Why this matters: The macro tape is back in charge of crypto for the first time since the spring. Strategy's collapse and BTC's leg down both trace to the same hawkish-Fed catalyst.
REGULATION
Lummis Sets July as Senate Floor Deadline for Clarity Act, Tells Dimon to Read the Bill
Senator Cynthia Lummis set July as the Senate floor deadline for the CLARITY Act, telling colleagues the bill must pass before the August recess and directing JPMorgan CEO Jamie Dimon to "read the bill" after he questioned its scope this week. The deadline raises the stakes on the ethics-language standoff between Senate Democrats and the Trump White House that has shadowed every prior vote attempt.

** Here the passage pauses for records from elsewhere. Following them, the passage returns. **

//! AI completion provider abstraction and chat-completions implementation.

use anyhow::{Context, Result};
use async_trait::async_trait;
use serde::{Deserialize, Serialize};
use std::time::Duration;
use tracing::{debug, error, info};

/// Text-completion collaborator used by the summarization pipeline.
#[async_trait]
pub trait CompletionProvider: Send + Sync {
    fn name(&self) -> &'static str;
    fn is_available(&self) -> bool;
    async fn generate_completion(&self, system_prompt: &str, user_prompt: &str) -> Result<String>;
}

#[derive(Debug, Serialize)]
struct ChatMessage<'a> {
    role: &'a str,
    content: &'a str,
}

#[derive(Debug, Serialize)]
struct ChatRequest<'a> {
    model: &'a str,
    messages: Vec<ChatMessage<'a>>,
    temperature: f32,
}

#[derive(Debug, Deserialize)]
struct ChatResponse {
    choices: Vec<ChatChoice>,
}

#[derive(Debug, Deserialize)]
struct ChatChoice {
    message: ChatChoiceMessage,
}

#[derive(Debug, Deserialize)]
struct ChatChoiceMessage {
    content: Option<String>,
}

/// Provider speaking the OpenAI-compatible chat-completions protocol.
pub struct ChatCompletionProvider {
    client: reqwest::Client,
    api_key: String,
    base_url: String,
    model: String,
}

impl ChatCompletionProvider {
    pub fn new(
        api_key: String,
        base_url: String,
        model: String,
        timeout: Duration,
    ) -> Result<Self> {
        let client = reqwest::Client::builder()
            .timeout(timeout)
            .build()
            .context("Failed to build completion HTTP client")?;

        info!("Initialized completion provider with base URL: {}", base_url);

        Ok(Self {
            client,
            api_key,
            base_url,
            model,
        })
    }
}

#[async_trait]
impl CompletionProvider for ChatCompletionProvider {
    fn name(&self) -> &'static str {
        "chat-completions"
    }

    fn is_available(&self) -> bool {
        !self.api_key.is_empty()
    }

    async fn generate_completion(&self, system_prompt: &str, user_prompt: &str) -> Result<String> {
        if self.api_key.is_empty() {
            anyhow::bail!("No completion API key configured");
        }

        let url = format!("{}/chat/completions", self.base_url);

        // The trailing assistant message seeds the reply with an opening
        // brace; the brace is re-attached to the completion below.
        let request_body = ChatRequest {
            model: &self.model,
            messages: vec![
                ChatMessage {
                    role: "system",
                    content: system_prompt,
                },
                ChatMessage {
                    role: "user",
                    content: user_prompt,
                },
                ChatMessage {
                    role: "assistant",
                    content: "{",
                },
            ],
            temperature: 0.2,
        };

        debug!("Submitting completion request to {}", url);

        let response = self
            .client
            .post(&url)
            .bearer_auth(&self.api_key)
            .json(&request_body)
            .send()
            .await
            .context("Failed to send completion request")?;

        let status = response.status();
        let response_text = response
            .text()
            .await
            .context("Failed to read completion response body")?;

        if !status.is_success() {
            error!(
                "Completion request failed with status {}: {}",
                status, response_text
            );
            anyhow::bail!(
                "Completion request failed with status {}: {}",
                status,
                response_text
            );
        }

        let chat: ChatResponse =
            serde_json::from_str(&response_text).context("Failed to parse completion response")?;

        let content = chat
            .choices
            .into_iter()
            .next()
            .and_then(|c| c.message.content)
            .context("Completion response contained no choices")?;

        debug!("Completion received: {} chars", content.len());
        Ok(format!("{{{}", content))
    }
}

Why this matters: Lummis owns the legislative tempo on market structure. A hard July deadline forces the Senate-Democrat / White-House ethics deal into a single window — or kills the bill this Congress.
BLOCKCHAINS
Ethlabs Will Overlap with the Ethereum Foundation and Draw Its 'Densest Talent,' Funders Say
Ethlabs will overlap with the Ethereum Foundation by design, absorbing what its founders call the "densest talent" from EF's research footprint. The interview-led feature lands two days after the lab formally launched alongside the EF restructuring, and clarifies the two orgs' relationship: complementary scope, separate funding, shared open-source output. EF keeps execution and client coordination; Ethlabs takes consensus, cryptography, and the harder long-horizon research that doesn't ship on a quarterly cadence.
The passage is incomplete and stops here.